Similar to the cataphracti, the horsemen themselves and their horses were fully or sometimes partially armoured. There are several theories to the origins of this name, one being that the men were literally nicknamed "camp oven-bearers", due to the amount of armour they wore causing them to heat up very quickly in battle, or that the name is derived from Persian word griwbanwar or griva-pana-bara meaning "neck-guard wearer".
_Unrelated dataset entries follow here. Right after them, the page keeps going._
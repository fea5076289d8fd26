use chrono::Utc;
use std::env;
use std::fs;
use std::path::{Path, PathBuf};
use std::process::Command;

// Emits $OUT_DIR/version.rs with the wire schema version, build time and git hash
fn main() {
    let out_dir = PathBuf::from(env::var_os("OUT_DIR").expect("OUT_DIR is set by cargo"));
    let manifest_dir =
        PathBuf::from(env::var_os("CARGO_MANIFEST_DIR").expect("CARGO_MANIFEST_DIR is set by cargo"));

    let schema = wire_schema_version(&manifest_dir.join("Cargo.toml"));
    let built = Utc::now().format("%Y-%m-%d %H:%M:%S UTC").to_string();
    let hash = git_short_hash().unwrap_or_else(|| "unknown".to_string());

    let generated = format!(
        "pub const WIRE_SCHEMA_VERSION: &str = {schema:?};\n\
         pub const BUILD_TIME: &str = {built:?};\n\
         pub const GIT_HASH: &str = {hash:?};\n"
    );
    fs::write(out_dir.join("version.rs"), generated).expect("write version.rs");

    println!("cargo:rerun-if-changed=build.rs");
    println!("cargo:rerun-if-changed=Cargo.toml");
    println!("cargo:rerun-if-changed=.git/HEAD");
}

// [package.metadata] wire_schema_version
fn wire_schema_version(cargo_toml: &Path) -> String {
    fs::read_to_string(cargo_toml)
        .ok()
        .and_then(|text| text.parse::<toml::Table>().ok())
        .and_then(|manifest| {
            manifest
                .get("package")?
                .get("metadata")?
                .get("wire_schema_version")?
                .as_integer()
        })
        .map(|version| version.to_string())
        .unwrap_or_else(|| "unknown".to_string())
}

fn git_short_hash() -> Option<String> {
    let output = Command::new("git")
        .args(["rev-parse", "--short", "HEAD"])
        .output()
        .ok()?;
    if !output.status.success() {
        return None;
    }
    let hash = String::from_utf8(output.stdout).ok()?;
    Some(hash.trim().to_string())
}
//! Shared fixtures for stream engine tests

use crate::core::config::EngineConfig;
use crate::core::sync::lock_recovering;
use crate::core::time::TokioClock;
use crate::streams::api::*;
use crate::streams::entry::{FIELD_EVENT_ID, FIELD_PAYLOAD, FIELD_TYPE};
use std::sync::atomic::{AtomicUsize, Ordering};
use std::sync::{Arc, Mutex};
use std::time::Duration;

pub(crate) const CHANNEL: &str = "posts";
pub(crate) const GROUP: &str = "feed";
pub(crate) const EVENT: &str = "post.created";

/// Default breaker timings with short read timings
pub(crate) fn test_config() -> EngineConfig {
    let mut config = EngineConfig::default();
    config.read.block_ms = 200;
    config.read.idle_sleep_ms = 50;
    config.read.error_retry_delay_ms = 100;
    config.read.nogroup_retry_delay_ms = 50;
    config.retry.min_idle_ms = 1_000;
    config.startup.ensure_retry_delay_ms = 10;
    config
}

pub(crate) fn feed() -> Subscription {
    Subscription::builder(CHANNEL, GROUP)
        .build()
        .expect("valid subscription")
}

/// Records every payload a handler saw; can be told to fail or to take time
#[derive(Clone, Default)]
pub(crate) struct Recorder {
    seen: Arc<Mutex<Vec<serde_json::Value>>>,
    started: Arc<AtomicUsize>,
    failing: Arc<std::sync::atomic::AtomicBool>,
    delay: Arc<Mutex<Option<Duration>>>,
}

impl Recorder {
    pub(crate) fn new() -> Self {
        Self::default()
    }

    pub(crate) fn failing() -> Self {
        let recorder = Self::default();
        recorder.set_failing(true);
        recorder
    }

    pub(crate) fn with_delay(delay: Duration) -> Self {
        let recorder = Self::default();
        *lock_recovering(&recorder.delay, "recorder delay") = Some(delay);
        recorder
    }

    pub(crate) fn set_failing(&self, failing: bool) {
        self.failing.store(failing, Ordering::SeqCst);
    }

    pub(crate) fn seen(&self) -> Vec<serde_json::Value> {
        lock_recovering(&self.seen, "recorder").clone()
    }

    pub(crate) fn count(&self) -> usize {
        lock_recovering(&self.seen, "recorder").len()
    }

    /// Handler invocations, including ones still running or failing
    pub(crate) fn started(&self) -> usize {
        self.started.load(Ordering::SeqCst)
    }

    pub(crate) fn binding(&self, subscription: Subscription, event_type: &str) -> HandlerBinding {
        let recorder = self.clone();
        HandlerBinding::typed(subscription, event_type, move |value: serde_json::Value| {
            let recorder = recorder.clone();
            async move {
                recorder.started.fetch_add(1, Ordering::SeqCst);
                let delay = *lock_recovering(&recorder.delay, "recorder delay");
                if let Some(delay) = delay {
                    tokio::time::sleep(delay).await;
                }
                if recorder.failing.load(Ordering::SeqCst) {
                    return Err(HandlerError::failed("recorder told to fail"));
                }
                lock_recovering(&recorder.seen, "recorder").push(value);
                Ok(())
            }
        })
    }
}

/// Engine parts wired the way `StreamEngine` wires them
pub(crate) struct Harness {
    pub broker: Arc<InMemoryBroker>,
    pub context: StreamContext,
    pub config: EngineConfig,
}

impl Harness {
    pub(crate) fn new(registry: HandlerRegistry) -> Self {
        Self::with_config(registry, test_config())
    }

    pub(crate) fn with_config(registry: HandlerRegistry, config: EngineConfig) -> Self {
        let broker = Arc::new(InMemoryBroker::new());
        let dyn_broker: Arc<dyn StreamBroker> = broker.clone();
        let registry = Arc::new(registry);
        let health = Arc::new(HealthStateManager::new(
            HealthTimings::from(&config),
            Arc::new(TokioClock::new()),
            dyn_broker.clone(),
        ));
        let ensurer = Arc::new(GroupEnsurer::new(dyn_broker.clone()));
        health.register_recovery_action(Arc::new(GroupRecovery::new(
            ensurer.clone(),
            registry.subscriptions().to_vec(),
        )));
        Self {
            broker,
            context: StreamContext {
                broker: dyn_broker,
                health,
                ensurer,
                registry,
            },
            config,
        }
    }

    pub(crate) fn health(&self) -> &Arc<HealthStateManager> {
        &self.context.health
    }

    pub(crate) async fn ensure_all(&self) {
        for subscription in self.context.registry.subscriptions() {
            self.context
                .ensurer
                .ensure(subscription)
                .await
                .expect("group created");
        }
    }

    pub(crate) fn read_loop(&self, subscription: Subscription) -> ReadLoop {
        ReadLoop::new(
            subscription,
            "test-consumer".to_string(),
            self.context.clone(),
            ReadTimings::from(&self.config),
        )
    }

    pub(crate) fn retry_processor(&self) -> RetryProcessor {
        RetryProcessor::new(self.context.clone(), ReclaimPolicy::from(&self.config))
    }

    pub(crate) async fn append_event(&self, event_type: &str, payload: &str) -> EntryId {
        self.broker
            .append(CHANNEL, event(event_type, payload))
            .await
            .expect("append")
    }
}

pub(crate) fn event(event_type: &str, payload: &str) -> FieldMap {
    [
        (FIELD_TYPE, event_type),
        (FIELD_PAYLOAD, payload),
        (FIELD_EVENT_ID, "evt-1"),
    ]
    .into_iter()
    .map(|(k, v)| (k.to_string(), v.to_string()))
    .collect()
}

/// Poll `condition` on the (usually paused) tokio clock until it holds
pub(crate) async fn eventually(what: &str, condition: impl Fn() -> bool) {
    for _ in 0..20_000 {
        if condition() {
            return;
        }
        tokio::time::sleep(Duration::from_millis(10)).await;
    }
    panic!("timed out waiting for {}", what);
}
The clibanarii cavalry of Shapur II is described by Greek historian Ammianus Marcellinus, a Roman staff officer who served in the army of Constantius II in Gaul and Persia, fought against the Persians under Julian the Apostate, and took part in the retreat of his successor Jovian, as:

All the companies were clad in iron, and all parts of their bodies were covered with thick plates, so fitted that the stiff-joints conformed with those of their limbs; and the forms of human faces were so skilfully fitted to their heads, that since their entire body was covered with metal, arrows that fell upon them could lodge only where they could see a little through tiny openings opposite the pupil of the eye, or where through the tip of their nose they were able to get a little breath. Of these some who were armed with pikes, stood so motionless that you would have thought them held fast by clamps of bronze.

The Persians opposed us serried bands of mail-clad horsemen in such close order that the gleam of moving bodies covered with closely fitting plates of iron dazzled the eyes of those who looked upon them, while the whole throng of horses was protected by coverings of leather.